● ACTIVITY
Look through the records, and wherever the string "anyhow" turns up, copy out that line.

● Saved data entries
Content starts
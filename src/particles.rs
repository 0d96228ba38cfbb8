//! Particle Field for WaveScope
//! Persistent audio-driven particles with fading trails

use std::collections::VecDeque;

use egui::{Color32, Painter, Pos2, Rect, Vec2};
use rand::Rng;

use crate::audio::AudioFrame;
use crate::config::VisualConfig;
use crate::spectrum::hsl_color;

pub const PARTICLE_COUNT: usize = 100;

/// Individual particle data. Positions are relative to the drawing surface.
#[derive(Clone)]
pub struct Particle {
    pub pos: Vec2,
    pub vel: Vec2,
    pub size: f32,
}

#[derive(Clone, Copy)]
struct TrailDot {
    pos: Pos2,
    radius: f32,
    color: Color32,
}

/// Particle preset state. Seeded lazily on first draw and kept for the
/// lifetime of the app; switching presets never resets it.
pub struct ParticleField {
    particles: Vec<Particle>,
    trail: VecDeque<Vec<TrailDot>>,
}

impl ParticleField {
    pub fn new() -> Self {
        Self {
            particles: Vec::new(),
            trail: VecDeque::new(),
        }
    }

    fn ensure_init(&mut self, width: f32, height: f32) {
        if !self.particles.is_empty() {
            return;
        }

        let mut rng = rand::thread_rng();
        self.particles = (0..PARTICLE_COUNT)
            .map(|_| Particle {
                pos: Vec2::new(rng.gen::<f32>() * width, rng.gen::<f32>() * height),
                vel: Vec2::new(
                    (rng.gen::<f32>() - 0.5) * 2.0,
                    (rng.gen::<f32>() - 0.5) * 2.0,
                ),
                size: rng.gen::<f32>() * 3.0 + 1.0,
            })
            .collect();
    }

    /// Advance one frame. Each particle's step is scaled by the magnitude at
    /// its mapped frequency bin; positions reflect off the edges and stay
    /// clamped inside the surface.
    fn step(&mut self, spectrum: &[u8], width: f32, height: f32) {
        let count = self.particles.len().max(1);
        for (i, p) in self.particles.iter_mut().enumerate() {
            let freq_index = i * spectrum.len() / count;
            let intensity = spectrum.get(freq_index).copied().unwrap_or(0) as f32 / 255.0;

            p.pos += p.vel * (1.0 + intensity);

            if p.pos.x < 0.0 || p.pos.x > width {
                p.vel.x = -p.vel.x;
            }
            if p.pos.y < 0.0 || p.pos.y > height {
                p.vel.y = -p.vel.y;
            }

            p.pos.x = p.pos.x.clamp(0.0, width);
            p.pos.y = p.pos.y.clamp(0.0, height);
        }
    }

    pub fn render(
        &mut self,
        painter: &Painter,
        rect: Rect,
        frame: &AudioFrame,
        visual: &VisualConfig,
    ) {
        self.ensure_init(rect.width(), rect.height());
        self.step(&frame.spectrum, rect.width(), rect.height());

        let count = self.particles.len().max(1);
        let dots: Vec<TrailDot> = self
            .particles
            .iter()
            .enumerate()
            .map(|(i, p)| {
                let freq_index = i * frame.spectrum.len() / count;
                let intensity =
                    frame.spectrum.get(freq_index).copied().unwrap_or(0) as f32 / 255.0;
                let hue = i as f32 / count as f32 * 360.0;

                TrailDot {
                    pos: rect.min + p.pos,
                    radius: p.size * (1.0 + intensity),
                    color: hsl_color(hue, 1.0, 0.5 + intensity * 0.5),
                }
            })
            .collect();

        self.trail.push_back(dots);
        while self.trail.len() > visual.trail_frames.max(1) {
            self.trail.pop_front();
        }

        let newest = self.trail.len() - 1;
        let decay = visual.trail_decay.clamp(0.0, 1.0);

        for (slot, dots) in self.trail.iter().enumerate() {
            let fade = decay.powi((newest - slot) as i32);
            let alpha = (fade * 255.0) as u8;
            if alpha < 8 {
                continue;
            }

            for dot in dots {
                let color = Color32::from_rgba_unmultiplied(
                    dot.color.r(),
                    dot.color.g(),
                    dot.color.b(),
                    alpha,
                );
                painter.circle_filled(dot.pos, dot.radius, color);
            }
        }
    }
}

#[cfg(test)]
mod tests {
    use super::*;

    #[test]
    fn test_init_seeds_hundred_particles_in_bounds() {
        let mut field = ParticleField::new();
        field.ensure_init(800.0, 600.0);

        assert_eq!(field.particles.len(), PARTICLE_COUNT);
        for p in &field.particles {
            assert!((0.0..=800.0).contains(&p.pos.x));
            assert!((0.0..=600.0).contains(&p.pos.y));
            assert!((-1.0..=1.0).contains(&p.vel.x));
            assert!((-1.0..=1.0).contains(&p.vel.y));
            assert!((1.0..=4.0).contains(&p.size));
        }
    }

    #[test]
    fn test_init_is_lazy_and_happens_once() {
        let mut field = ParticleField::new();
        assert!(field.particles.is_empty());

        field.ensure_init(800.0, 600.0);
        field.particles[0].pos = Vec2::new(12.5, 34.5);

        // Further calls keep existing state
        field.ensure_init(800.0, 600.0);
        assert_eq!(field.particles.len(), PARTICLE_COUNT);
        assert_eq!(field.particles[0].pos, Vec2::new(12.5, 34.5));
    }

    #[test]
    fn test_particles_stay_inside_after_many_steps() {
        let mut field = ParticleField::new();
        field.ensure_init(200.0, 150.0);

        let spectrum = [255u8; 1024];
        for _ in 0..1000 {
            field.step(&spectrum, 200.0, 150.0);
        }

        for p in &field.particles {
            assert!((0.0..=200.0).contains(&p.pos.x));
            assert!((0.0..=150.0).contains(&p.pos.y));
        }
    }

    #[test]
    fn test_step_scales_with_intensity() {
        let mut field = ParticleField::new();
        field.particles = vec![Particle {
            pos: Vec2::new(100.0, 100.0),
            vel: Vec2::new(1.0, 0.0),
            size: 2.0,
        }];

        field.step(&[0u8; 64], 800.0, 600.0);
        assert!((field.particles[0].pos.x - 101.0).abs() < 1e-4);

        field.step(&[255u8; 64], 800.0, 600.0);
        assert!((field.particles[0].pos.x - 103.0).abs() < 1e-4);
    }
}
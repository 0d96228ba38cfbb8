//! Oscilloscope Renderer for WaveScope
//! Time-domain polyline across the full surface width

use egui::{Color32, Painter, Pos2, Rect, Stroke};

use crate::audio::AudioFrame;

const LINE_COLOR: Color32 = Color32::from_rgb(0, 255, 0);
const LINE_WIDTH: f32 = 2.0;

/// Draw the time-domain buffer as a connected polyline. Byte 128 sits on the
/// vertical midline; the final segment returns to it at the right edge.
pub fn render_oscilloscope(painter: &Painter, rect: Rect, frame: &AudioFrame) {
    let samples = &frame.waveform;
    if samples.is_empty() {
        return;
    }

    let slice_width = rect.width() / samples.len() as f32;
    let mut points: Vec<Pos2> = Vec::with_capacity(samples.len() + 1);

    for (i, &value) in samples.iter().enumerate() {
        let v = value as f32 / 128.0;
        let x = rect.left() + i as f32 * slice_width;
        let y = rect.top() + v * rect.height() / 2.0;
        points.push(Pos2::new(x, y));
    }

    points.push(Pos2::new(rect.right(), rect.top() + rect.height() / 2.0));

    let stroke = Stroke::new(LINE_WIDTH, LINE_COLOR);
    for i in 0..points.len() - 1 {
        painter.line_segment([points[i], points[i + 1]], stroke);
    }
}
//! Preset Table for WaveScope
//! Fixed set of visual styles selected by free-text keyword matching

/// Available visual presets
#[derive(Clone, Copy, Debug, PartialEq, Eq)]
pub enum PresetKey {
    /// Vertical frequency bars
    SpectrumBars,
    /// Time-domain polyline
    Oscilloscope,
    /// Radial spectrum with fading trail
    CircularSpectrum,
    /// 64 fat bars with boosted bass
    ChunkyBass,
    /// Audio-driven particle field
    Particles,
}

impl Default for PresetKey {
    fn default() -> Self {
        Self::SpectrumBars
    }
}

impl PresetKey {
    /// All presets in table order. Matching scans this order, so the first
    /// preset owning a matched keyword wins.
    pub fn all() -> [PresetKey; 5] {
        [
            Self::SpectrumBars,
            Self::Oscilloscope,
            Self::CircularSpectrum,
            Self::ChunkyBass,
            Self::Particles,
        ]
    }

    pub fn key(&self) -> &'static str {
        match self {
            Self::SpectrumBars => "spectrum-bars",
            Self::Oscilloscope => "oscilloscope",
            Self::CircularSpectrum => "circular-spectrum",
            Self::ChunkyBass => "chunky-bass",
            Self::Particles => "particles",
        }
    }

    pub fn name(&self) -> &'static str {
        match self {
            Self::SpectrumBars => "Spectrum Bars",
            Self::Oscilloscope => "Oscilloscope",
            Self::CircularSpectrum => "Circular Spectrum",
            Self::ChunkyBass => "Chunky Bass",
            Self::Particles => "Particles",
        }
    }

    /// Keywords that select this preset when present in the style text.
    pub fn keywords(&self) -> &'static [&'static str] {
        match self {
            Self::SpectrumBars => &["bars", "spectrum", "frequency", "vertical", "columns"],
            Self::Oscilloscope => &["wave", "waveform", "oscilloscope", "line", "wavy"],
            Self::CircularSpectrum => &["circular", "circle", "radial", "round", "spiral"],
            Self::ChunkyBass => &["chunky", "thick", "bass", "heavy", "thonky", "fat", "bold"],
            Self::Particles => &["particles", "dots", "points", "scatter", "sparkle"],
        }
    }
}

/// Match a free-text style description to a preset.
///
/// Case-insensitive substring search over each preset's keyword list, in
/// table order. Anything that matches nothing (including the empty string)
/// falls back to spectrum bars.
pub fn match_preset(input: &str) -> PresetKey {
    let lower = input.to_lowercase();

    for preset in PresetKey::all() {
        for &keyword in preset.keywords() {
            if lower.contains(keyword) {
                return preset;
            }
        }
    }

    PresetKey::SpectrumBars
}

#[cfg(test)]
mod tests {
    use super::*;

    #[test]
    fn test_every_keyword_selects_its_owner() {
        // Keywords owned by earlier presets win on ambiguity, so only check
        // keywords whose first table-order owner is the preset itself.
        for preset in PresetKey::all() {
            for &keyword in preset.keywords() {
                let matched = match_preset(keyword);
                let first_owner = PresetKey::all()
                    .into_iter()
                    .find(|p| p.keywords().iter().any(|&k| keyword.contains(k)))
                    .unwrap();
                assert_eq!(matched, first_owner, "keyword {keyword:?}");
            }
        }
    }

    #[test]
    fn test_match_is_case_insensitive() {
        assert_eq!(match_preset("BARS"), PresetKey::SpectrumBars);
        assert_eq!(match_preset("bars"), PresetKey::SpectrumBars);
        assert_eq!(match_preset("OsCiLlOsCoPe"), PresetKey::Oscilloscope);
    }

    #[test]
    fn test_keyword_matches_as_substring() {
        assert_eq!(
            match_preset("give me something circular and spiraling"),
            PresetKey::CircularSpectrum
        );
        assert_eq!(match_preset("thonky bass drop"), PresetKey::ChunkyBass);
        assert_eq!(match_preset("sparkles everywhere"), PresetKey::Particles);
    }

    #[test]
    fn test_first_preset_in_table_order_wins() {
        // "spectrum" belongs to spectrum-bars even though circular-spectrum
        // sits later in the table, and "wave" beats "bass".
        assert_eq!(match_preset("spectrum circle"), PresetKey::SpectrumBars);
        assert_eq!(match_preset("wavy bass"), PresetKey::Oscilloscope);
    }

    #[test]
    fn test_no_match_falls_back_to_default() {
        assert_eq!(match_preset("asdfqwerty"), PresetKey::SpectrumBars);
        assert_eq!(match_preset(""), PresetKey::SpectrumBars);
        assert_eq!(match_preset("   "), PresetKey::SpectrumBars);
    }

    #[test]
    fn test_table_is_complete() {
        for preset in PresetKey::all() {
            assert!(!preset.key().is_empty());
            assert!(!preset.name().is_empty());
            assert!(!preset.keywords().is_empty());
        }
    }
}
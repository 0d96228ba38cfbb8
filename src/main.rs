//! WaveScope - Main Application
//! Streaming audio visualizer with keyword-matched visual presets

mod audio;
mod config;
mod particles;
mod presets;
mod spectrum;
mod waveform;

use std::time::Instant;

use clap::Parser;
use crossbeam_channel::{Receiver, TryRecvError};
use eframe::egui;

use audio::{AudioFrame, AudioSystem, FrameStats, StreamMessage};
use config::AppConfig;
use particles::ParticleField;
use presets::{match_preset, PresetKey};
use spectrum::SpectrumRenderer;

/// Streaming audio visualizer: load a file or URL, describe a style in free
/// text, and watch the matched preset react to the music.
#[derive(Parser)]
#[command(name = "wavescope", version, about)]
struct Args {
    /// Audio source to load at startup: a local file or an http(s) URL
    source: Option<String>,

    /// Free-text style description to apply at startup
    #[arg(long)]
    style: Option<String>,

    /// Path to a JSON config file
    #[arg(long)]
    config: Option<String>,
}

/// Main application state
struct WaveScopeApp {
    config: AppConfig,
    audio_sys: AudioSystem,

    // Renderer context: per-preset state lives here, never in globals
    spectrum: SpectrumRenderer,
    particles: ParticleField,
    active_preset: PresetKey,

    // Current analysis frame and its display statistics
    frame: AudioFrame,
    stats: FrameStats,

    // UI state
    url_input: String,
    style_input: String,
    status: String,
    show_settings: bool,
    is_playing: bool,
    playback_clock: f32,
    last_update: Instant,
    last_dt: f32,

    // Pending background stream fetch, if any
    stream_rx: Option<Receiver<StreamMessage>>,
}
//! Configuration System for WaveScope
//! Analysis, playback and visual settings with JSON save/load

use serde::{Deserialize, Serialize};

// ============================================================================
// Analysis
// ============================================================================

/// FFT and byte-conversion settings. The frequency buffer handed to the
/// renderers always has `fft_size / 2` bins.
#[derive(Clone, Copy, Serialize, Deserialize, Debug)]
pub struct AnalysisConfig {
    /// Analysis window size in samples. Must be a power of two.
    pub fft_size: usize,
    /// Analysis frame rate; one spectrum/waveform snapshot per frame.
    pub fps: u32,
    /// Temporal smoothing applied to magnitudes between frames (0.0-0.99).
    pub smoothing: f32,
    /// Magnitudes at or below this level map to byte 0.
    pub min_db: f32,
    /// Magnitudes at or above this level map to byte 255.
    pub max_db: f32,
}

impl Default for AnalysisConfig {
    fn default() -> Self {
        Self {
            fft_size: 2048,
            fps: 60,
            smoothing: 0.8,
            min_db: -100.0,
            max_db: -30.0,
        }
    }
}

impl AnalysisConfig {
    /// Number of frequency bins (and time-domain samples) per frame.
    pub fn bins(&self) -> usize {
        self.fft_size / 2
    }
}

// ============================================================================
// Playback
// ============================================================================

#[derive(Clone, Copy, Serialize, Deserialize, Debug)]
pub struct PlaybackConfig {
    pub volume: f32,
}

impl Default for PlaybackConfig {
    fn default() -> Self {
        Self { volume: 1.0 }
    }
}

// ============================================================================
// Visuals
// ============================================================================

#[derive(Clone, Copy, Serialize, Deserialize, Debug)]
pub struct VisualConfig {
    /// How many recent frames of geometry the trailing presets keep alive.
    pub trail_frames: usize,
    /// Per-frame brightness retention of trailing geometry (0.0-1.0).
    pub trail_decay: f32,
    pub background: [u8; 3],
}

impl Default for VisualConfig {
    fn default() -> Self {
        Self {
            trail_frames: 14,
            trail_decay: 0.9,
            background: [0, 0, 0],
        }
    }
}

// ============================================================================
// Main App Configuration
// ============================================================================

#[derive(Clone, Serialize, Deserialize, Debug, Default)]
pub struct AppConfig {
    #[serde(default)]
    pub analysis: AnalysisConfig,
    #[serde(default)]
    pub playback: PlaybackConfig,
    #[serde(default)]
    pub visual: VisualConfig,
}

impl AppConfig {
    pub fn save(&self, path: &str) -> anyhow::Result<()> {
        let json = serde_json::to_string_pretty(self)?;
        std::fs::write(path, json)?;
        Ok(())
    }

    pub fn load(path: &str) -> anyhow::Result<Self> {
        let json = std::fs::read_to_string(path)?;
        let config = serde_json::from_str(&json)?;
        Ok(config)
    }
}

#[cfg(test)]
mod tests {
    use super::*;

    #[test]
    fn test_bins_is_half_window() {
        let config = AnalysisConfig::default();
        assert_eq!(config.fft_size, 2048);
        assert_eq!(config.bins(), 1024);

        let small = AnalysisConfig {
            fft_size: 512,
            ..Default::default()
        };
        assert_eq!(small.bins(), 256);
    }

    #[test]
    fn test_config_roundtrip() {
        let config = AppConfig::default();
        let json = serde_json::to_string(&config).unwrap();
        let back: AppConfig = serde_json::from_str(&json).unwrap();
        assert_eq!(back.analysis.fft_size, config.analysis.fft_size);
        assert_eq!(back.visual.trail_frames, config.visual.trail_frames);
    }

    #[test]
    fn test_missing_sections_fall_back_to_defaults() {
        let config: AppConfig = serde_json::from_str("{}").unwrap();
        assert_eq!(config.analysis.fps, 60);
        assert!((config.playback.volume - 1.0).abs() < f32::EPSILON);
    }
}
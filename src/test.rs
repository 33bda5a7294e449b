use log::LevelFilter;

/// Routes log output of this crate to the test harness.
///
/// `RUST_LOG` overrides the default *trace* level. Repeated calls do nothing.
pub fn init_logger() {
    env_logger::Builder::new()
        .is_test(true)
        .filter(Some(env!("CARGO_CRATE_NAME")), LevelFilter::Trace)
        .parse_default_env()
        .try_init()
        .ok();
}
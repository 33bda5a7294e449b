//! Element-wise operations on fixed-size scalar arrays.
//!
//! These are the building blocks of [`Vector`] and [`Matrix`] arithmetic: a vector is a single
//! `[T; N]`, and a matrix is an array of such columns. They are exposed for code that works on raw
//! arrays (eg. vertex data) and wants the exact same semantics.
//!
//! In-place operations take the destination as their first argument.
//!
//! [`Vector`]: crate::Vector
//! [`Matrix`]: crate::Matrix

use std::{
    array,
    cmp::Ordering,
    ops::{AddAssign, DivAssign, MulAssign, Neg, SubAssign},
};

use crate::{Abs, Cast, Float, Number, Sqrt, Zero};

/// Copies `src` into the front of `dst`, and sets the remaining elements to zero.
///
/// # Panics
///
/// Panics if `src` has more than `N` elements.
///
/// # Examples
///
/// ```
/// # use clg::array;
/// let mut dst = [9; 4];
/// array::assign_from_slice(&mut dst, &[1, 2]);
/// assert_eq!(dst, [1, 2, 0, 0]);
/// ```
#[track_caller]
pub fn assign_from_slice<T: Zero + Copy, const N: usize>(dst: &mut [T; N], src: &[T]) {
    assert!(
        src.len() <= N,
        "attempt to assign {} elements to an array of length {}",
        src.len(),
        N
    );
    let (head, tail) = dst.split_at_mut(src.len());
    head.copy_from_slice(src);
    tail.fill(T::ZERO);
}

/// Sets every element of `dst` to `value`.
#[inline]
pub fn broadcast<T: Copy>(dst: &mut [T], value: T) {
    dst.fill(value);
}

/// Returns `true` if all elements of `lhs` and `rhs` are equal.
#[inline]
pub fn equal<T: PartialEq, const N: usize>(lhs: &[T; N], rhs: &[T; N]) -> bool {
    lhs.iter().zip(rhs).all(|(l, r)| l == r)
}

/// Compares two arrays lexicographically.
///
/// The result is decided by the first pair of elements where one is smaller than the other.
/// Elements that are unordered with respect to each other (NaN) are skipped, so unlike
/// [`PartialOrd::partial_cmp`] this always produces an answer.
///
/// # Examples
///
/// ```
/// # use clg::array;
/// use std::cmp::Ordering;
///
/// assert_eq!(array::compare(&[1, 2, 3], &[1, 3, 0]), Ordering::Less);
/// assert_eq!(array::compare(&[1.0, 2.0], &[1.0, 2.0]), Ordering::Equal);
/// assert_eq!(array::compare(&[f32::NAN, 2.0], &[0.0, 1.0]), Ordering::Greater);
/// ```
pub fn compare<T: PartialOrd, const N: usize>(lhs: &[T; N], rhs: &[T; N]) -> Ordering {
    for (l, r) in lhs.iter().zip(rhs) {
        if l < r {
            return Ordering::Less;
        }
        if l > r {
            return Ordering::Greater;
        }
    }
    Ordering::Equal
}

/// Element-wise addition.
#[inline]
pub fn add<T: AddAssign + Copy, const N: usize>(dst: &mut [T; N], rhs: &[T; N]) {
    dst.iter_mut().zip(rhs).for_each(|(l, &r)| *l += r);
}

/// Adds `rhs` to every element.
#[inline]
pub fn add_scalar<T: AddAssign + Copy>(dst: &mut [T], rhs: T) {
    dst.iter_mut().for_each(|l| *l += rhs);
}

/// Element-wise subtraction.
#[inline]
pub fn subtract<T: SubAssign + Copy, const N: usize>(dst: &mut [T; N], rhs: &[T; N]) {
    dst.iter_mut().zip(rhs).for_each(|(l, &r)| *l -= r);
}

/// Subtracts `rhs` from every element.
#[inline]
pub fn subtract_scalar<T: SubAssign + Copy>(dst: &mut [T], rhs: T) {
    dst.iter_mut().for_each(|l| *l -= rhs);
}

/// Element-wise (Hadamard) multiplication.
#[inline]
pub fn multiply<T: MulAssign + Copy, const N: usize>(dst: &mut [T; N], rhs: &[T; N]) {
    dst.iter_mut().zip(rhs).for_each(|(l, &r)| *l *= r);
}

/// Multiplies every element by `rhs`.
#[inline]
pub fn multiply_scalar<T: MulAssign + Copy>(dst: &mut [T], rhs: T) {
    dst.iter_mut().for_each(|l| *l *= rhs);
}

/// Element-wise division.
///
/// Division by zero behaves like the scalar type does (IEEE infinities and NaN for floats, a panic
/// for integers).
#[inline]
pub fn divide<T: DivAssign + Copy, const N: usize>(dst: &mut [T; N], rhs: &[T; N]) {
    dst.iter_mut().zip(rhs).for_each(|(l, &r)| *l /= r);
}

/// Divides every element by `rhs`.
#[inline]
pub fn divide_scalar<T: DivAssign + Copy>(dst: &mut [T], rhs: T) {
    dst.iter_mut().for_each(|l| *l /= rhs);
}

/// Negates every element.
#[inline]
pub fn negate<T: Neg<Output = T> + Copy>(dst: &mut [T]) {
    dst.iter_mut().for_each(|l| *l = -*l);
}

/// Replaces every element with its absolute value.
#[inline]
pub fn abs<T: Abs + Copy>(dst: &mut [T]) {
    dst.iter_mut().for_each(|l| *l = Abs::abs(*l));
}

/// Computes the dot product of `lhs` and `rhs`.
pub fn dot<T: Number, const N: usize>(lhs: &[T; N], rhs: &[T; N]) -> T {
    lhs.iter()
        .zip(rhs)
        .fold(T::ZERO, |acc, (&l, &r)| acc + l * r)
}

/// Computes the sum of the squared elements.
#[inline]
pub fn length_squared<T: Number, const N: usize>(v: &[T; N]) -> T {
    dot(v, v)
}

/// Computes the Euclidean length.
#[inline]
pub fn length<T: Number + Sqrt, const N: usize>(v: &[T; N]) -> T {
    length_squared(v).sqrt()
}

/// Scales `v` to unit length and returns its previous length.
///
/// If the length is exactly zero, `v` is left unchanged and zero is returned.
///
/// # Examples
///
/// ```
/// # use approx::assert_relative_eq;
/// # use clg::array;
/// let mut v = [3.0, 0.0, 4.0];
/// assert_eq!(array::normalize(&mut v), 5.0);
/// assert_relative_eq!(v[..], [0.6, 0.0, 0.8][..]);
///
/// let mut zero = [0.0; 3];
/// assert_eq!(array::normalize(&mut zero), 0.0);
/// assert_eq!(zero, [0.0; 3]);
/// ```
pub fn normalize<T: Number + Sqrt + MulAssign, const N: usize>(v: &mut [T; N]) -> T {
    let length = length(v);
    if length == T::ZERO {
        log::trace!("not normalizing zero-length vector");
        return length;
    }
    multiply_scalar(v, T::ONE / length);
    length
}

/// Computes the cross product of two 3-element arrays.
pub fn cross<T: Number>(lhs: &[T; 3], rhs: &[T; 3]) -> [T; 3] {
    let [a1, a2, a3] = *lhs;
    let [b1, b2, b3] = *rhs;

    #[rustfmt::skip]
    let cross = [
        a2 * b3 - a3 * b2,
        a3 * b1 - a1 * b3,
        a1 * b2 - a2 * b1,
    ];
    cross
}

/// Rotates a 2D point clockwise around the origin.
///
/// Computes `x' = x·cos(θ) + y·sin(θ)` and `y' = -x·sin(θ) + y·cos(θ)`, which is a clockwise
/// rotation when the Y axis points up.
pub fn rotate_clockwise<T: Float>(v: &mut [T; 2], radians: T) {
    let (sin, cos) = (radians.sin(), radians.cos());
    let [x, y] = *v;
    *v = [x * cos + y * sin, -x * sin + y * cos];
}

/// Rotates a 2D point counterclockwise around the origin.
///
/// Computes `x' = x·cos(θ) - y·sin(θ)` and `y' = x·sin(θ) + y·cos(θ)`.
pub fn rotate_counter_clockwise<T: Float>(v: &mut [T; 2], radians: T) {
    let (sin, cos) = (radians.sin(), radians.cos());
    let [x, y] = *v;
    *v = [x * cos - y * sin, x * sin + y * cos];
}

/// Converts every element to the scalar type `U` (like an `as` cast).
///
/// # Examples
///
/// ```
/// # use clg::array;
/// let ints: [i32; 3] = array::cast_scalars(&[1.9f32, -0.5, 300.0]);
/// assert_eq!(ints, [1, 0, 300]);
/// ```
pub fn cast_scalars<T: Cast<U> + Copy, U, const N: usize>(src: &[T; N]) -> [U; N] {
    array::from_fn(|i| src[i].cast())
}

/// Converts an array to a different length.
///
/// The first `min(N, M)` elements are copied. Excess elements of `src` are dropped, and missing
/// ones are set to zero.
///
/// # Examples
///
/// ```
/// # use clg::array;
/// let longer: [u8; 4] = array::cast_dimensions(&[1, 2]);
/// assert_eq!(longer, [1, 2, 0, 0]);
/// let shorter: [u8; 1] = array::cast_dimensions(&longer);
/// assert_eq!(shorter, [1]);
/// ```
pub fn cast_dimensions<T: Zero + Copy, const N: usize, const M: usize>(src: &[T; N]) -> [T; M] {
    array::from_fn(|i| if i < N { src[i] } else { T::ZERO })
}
Content ends
● RESULT OF THIS EXERCISE
    pub fn save(&self, path: &str) -> anyhow::Result<()> {
    pub fn load(path: &str) -> anyhow::Result<Self> {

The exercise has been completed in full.